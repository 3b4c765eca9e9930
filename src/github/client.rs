use crate::error::{Error, Result, ServiceError, ServiceResult};
use crate::github::{
    config::GitHubConfig,
    models::{FileContent, Repository, SearchPage},
};
use crate::utils::form_codec;
use reqwest::{header, Client, StatusCode};
use serde::de::DeserializeOwned;
use std::collections::BTreeMap;
use std::sync::Arc;
use tokio::sync::Mutex;
use tracing::{debug, error, warn};
use url::Url;

/// Topic the repository list is restricted to
pub const SEARCH_TOPIC: &str = "iOS";

const README_PATH: &str = "README.md";

/// GitHub API client
///
/// All requests made through one client (and its clones) share a single
/// connection pool and go out one at a time, in call order.
#[derive(Clone)]
pub struct GitHubClient {
    client: Client,
    base_url: Url,
    in_flight: Arc<Mutex<()>>,
}

struct RawResponse {
    status: StatusCode,
    body: String,
}

impl GitHubClient {
    /// Create a new GitHub client
    pub fn new(config: GitHubConfig) -> Result<Self> {
        config.validate()?;

        let mut headers = header::HeaderMap::new();
        headers.insert(
            header::USER_AGENT,
            header::HeaderValue::from_str(&config.user_agent)
                .map_err(|e| Error::Config(format!("Invalid user agent: {e}")))?,
        );
        headers.insert(
            header::ACCEPT,
            header::HeaderValue::from_static("application/vnd.github.v3+json"),
        );

        let client = Client::builder()
            .default_headers(headers)
            .connect_timeout(config.connect_timeout())
            .timeout(config.request_timeout())
            .build()
            .map_err(|e| Error::Internal(format!("Failed to create HTTP client: {e}")))?;

        Ok(Self {
            client,
            base_url: Url::parse(&config.api_base_url)?,
            in_flight: Arc::new(Mutex::new(())),
        })
    }

    /// List one page of iOS repositories, most starred first.
    ///
    /// `page` is 1-based. Items come back in server order.
    pub async fn list(&self, page: u32) -> ServiceResult<Vec<Repository>> {
        if page == 0 {
            return Err(ServiceError::Request("Page numbers start at 1".to_string()));
        }

        let page = page.to_string();
        let params = BTreeMap::from([
            ("q", SEARCH_TOPIC),
            ("sort", "stars"),
            ("order", "desc"),
            ("page", page.as_str()),
        ]);

        let query = form_codec::encode(&params)?;
        let mut url = self.endpoint(&["search", "repositories"])?;
        url.set_query(Some(query.as_str()));

        let response = self.fetch(url).await?;

        match response.status {
            StatusCode::OK => {
                let search: SearchPage<Repository> = decode_body(&response.body)?;
                if search.incomplete_results {
                    debug!(
                        "GitHub search results incomplete (page {}, total {})",
                        page, search.total_count
                    );
                }
                Ok(search.items)
            }
            StatusCode::FORBIDDEN => Err(ServiceError::ApiLimitReached),
            status => Err(unexpected_status(status, &response.body)),
        }
    }

    /// Fetch the README text of `owner/name`
    pub async fn get_readme(&self, owner: &str, name: &str) -> ServiceResult<String> {
        if owner.is_empty() || name.is_empty() {
            return Err(ServiceError::Request(
                "Repository owner and name cannot be empty".to_string(),
            ));
        }

        let url = self.endpoint(&["repos", owner, name, "contents", README_PATH])?;
        let response = self.fetch(url).await?;

        match response.status {
            StatusCode::OK => {
                let file: FileContent = decode_body(&response.body)?;
                debug!("Fetched {} ({} bytes, sha {})", file.name, file.size, file.sha);
                Ok(file.content)
            }
            StatusCode::FORBIDDEN => Err(ServiceError::ApiLimitReached),
            StatusCode::NOT_FOUND => Err(ServiceError::NotFound),
            status => Err(unexpected_status(status, &response.body)),
        }
    }

    /// Fetch the README of a repository from a previous listing
    pub async fn get_readme_for(&self, repository: &Repository) -> ServiceResult<String> {
        self.get_readme(repository.owner().login(), repository.name()).await
    }

    fn endpoint(&self, segments: &[&str]) -> ServiceResult<Url> {
        let mut url = self.base_url.clone();
        url.path_segments_mut()
            .map_err(|_| ServiceError::Request(format!("Cannot build URL from {}", self.base_url)))?
            .pop_if_empty()
            .extend(segments);
        Ok(url)
    }

    /// Send a GET request and read the whole body.
    ///
    /// Holds the in-flight gate until the body is read, so at most one
    /// request per client is on the wire. The gate is FIFO.
    async fn fetch(&self, url: Url) -> ServiceResult<RawResponse> {
        let _in_flight = self.in_flight.lock().await;
        debug!("GitHub API request: GET {}", url);

        let response = self.client.get(url).send().await.map_err(|e| {
            if e.is_builder() {
                ServiceError::Request(format!("Failed to build request: {e}"))
            } else {
                warn!("GitHub API request failed: {}", e);
                ServiceError::Network(format!("GitHub API request failed: {e}"))
            }
        })?;

        let status = response.status();
        if status == StatusCode::FORBIDDEN {
            let remaining = response
                .headers()
                .get("x-ratelimit-remaining")
                .and_then(|v| v.to_str().ok())
                .unwrap_or("unknown");
            warn!("GitHub API rate limit reached (remaining: {})", remaining);
        }

        let body = response.text().await.map_err(|e| {
            warn!("Failed to read GitHub API response: {}", e);
            ServiceError::Network(format!("Failed to read response body: {e}"))
        })?;

        Ok(RawResponse { status, body })
    }
}

fn decode_body<T: DeserializeOwned>(body: &str) -> ServiceResult<T> {
    serde_json::from_str(body).map_err(|e| {
        error!("Failed to parse GitHub API response: {}", e);
        ServiceError::Response(format!("Failed to parse GitHub API response: {e}"))
    })
}

fn unexpected_status(status: StatusCode, body: &str) -> ServiceError {
    error!("GitHub API error: {} - {}", status, body);
    ServiceError::Response(format!("GitHub API error: {status}"))
}
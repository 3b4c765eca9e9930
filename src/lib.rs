pub mod error;

// GitHub integration
pub mod github;

// Command line front end
pub mod cli;

// Utilities
pub mod utils;

// Re-exports
pub use error::{EncodingError, Error, Result, ServiceError, ServiceResult};
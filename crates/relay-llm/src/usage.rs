//! Usage unification and the cost sink boundary.
//!
//! Adapters report usage in their provider's native shape as a
//! [`ProviderUsage`]. [`ProviderUsage::summarize`] converts every shape to
//! the disjoint-bucket [`UsageSummary`]:
//!
//! - **Anthropic** reports `input_tokens` with cache reads and writes already
//!   excluded, so the buckets map one-to-one.
//! - **`OpenAI` / `OpenRouter`** report `prompt_tokens` *including* the cached
//!   subset in `prompt_tokens_details.cached_tokens`; `OpenRouter` may also
//!   report a direct monetary `cost`.
//! - **Gemini** reports `promptTokenCount` *including*
//!   `cachedContentTokenCount`, and counts reasoning separately in
//!   `thoughtsTokenCount`.
//!
//! The normalizer hands a [`UsageRecord`] to the [`UsageSink`] once per
//! completed stream. Sink failures are logged by the caller and never
//! propagated.

use async_trait::async_trait;
use chrono::{DateTime, Utc};
use relay_core::ids::{AttributionId, MessageId, RequestId, SessionId, UserId};
use relay_core::usage::UsageSummary;
use serde::{Deserialize, Serialize};

use crate::provider::ProviderFamily;

// ─────────────────────────────────────────────────────────────────────────────
// Provider usage shapes
// ─────────────────────────────────────────────────────────────────────────────

/// Usage exactly as a provider family reports it.
#[derive(Clone, Debug, PartialEq)]
pub enum ProviderUsage {
    /// Disjoint buckets.
    Anthropic {
        /// Non-cached input tokens.
        input_tokens: u64,
        /// Output tokens.
        output_tokens: u64,
        /// Tokens read from cache.
        cache_read_tokens: u64,
        /// Tokens written to cache.
        cache_creation_tokens: u64,
    },
    /// Inclusive prompt count with a cached subset and optional cost.
    OpenAi {
        /// Total prompt tokens, cached included.
        prompt_tokens: u64,
        /// Completion tokens.
        completion_tokens: u64,
        /// Cached subset of `prompt_tokens`.
        cached_tokens: u64,
        /// Provider-reported cost in USD.
        cost: Option<f64>,
    },
    /// Inclusive prompt count with a cached subset and separate reasoning count.
    Google {
        /// Total prompt tokens, cached included.
        prompt_tokens: u64,
        /// Candidate (visible output) tokens.
        candidates_tokens: u64,
        /// Cached subset of `prompt_tokens`.
        cached_tokens: u64,
        /// Reasoning tokens.
        thoughts_tokens: u64,
    },
}

impl ProviderUsage {
    /// Convert to the unified summary without double-counting cache tokens.
    pub fn summarize(&self) -> UsageSummary {
        match *self {
            Self::Anthropic {
                input_tokens,
                output_tokens,
                cache_read_tokens,
                cache_creation_tokens,
            } => UsageSummary::from_disjoint(
                input_tokens,
                output_tokens,
                cache_read_tokens,
                cache_creation_tokens,
            ),
            Self::OpenAi {
                prompt_tokens,
                completion_tokens,
                cached_tokens,
                cost,
            } => UsageSummary::from_inclusive(prompt_tokens, cached_tokens, completion_tokens)
                .with_cost(cost),
            Self::Google {
                prompt_tokens,
                candidates_tokens,
                cached_tokens,
                thoughts_tokens,
            } => UsageSummary::from_inclusive(
                prompt_tokens,
                cached_tokens,
                candidates_tokens + thoughts_tokens,
            ),
        }
    }
}

// ─────────────────────────────────────────────────────────────────────────────
// Sink boundary
// ─────────────────────────────────────────────────────────────────────────────

/// Everything the cost-accounting collaborator receives for one completed call.
#[derive(Clone, Debug, PartialEq, Serialize, Deserialize)]
#[serde(rename_all = "camelCase")]
pub struct UsageRecord {
    /// Id minted for this response.
    pub message_id: MessageId,
    /// End user, if known.
    #[serde(skip_serializing_if = "Option::is_none")]
    pub user_id: Option<UserId>,
    /// Client session.
    pub session_id: SessionId,
    /// Request that produced the response.
    pub request_id: RequestId,
    /// Attribution scope sent to the provider.
    #[serde(skip_serializing_if = "Option::is_none")]
    pub attribution_id: Option<AttributionId>,
    /// Model id as configured in the attempt plan.
    pub model: String,
    /// Provider family that served the response.
    pub provider: ProviderFamily,
    /// Serialized request.
    pub request_json: String,
    /// Concatenated response text.
    pub response_text: String,
    /// Unified token counts.
    pub usage: UsageSummary,
    /// Duration of the successful attempt only.
    pub latency_ms: u64,
    /// When the stream ended.
    pub finished_at: DateTime<Utc>,
}

/// Error returned by a [`UsageSink`].
#[derive(Debug, thiserror::Error)]
#[error("usage sink failed: {message}")]
pub struct UsageSinkError {
    /// Failure description.
    pub message: String,
}

impl UsageSinkError {
    /// Create an error from any message.
    pub fn new(message: impl Into<String>) -> Self {
        Self {
            message: message.into(),
        }
    }
}

/// External cost-accounting collaborator.
#[async_trait]
pub trait UsageSink: Send + Sync {
    /// Record one completed call.
    async fn record(&self, record: UsageRecord) -> Result<(), UsageSinkError>;
}

/// Sink that discards every record.
#[derive(Clone, Copy, Debug, Default)]
pub struct NoopUsageSink;

#[async_trait]
impl UsageSink for NoopUsageSink {
    async fn record(&self, _record: UsageRecord) -> Result<(), UsageSinkError> {
        Ok(())
    }
}

// ─────────────────────────────────────────────────────────────────────────────
// Tests
// ─────────────────────────────────────────────────────────────────────────────

#[cfg(test)]
mod tests {
    use super::*;

    #[test]
    fn anthropic_buckets_pass_through() {
        let usage = ProviderUsage::Anthropic {
            input_tokens: 604,
            output_tokens: 100,
            cache_read_tokens: 8_266,
            cache_creation_tokens: 0,
        }
        .summarize();
        assert_eq!(usage.input_tokens, 604);
        assert_eq!(usage.cache_read_tokens, 8_266);
        assert_eq!(usage.output_tokens, 100);
        assert!(usage.cost_override.is_none());
    }

    #[test]
    fn openai_cached_subset_not_double_counted() {
        let usage = ProviderUsage::OpenAi {
            prompt_tokens: 10_000,
            completion_tokens: 250,
            cached_tokens: 8_000,
            cost: Some(0.0042),
        }
        .summarize();
        assert_eq!(usage.input_tokens, 2_000);
        assert_eq!(usage.cache_read_tokens, 8_000);
        assert_eq!(usage.output_tokens, 250);
        assert_eq!(usage.cost_override, Some(0.0042));
    }

    #[test]
    fn google_thoughts_count_as_output() {
        let usage = ProviderUsage::Google {
            prompt_tokens: 1_000,
            candidates_tokens: 40,
            cached_tokens: 600,
            thoughts_tokens: 60,
        }
        .summarize();
        assert_eq!(usage.input_tokens, 400);
        assert_eq!(usage.cache_read_tokens, 600);
        assert_eq!(usage.output_tokens, 100);
    }

    #[tokio::test]
    async fn noop_sink_accepts_records() {
        let record = UsageRecord {
            message_id: MessageId::new(),
            user_id: None,
            session_id: SessionId::from_raw("s"),
            request_id: RequestId::from_raw("r"),
            attribution_id: None,
            model: "m".into(),
            provider: ProviderFamily::Anthropic,
            request_json: "{}".into(),
            response_text: String::new(),
            usage: UsageSummary::default(),
            latency_ms: 0,
            finished_at: Utc::now(),
        };
        assert!(NoopUsageSink.record(record).await.is_ok());
    }
}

[Exercise] From the data above, copy each line that holds "accounting".

[Expected answer]
/// Everything the cost-accounting collaborator receives for one completed call.
/// External cost-accounting collaborator.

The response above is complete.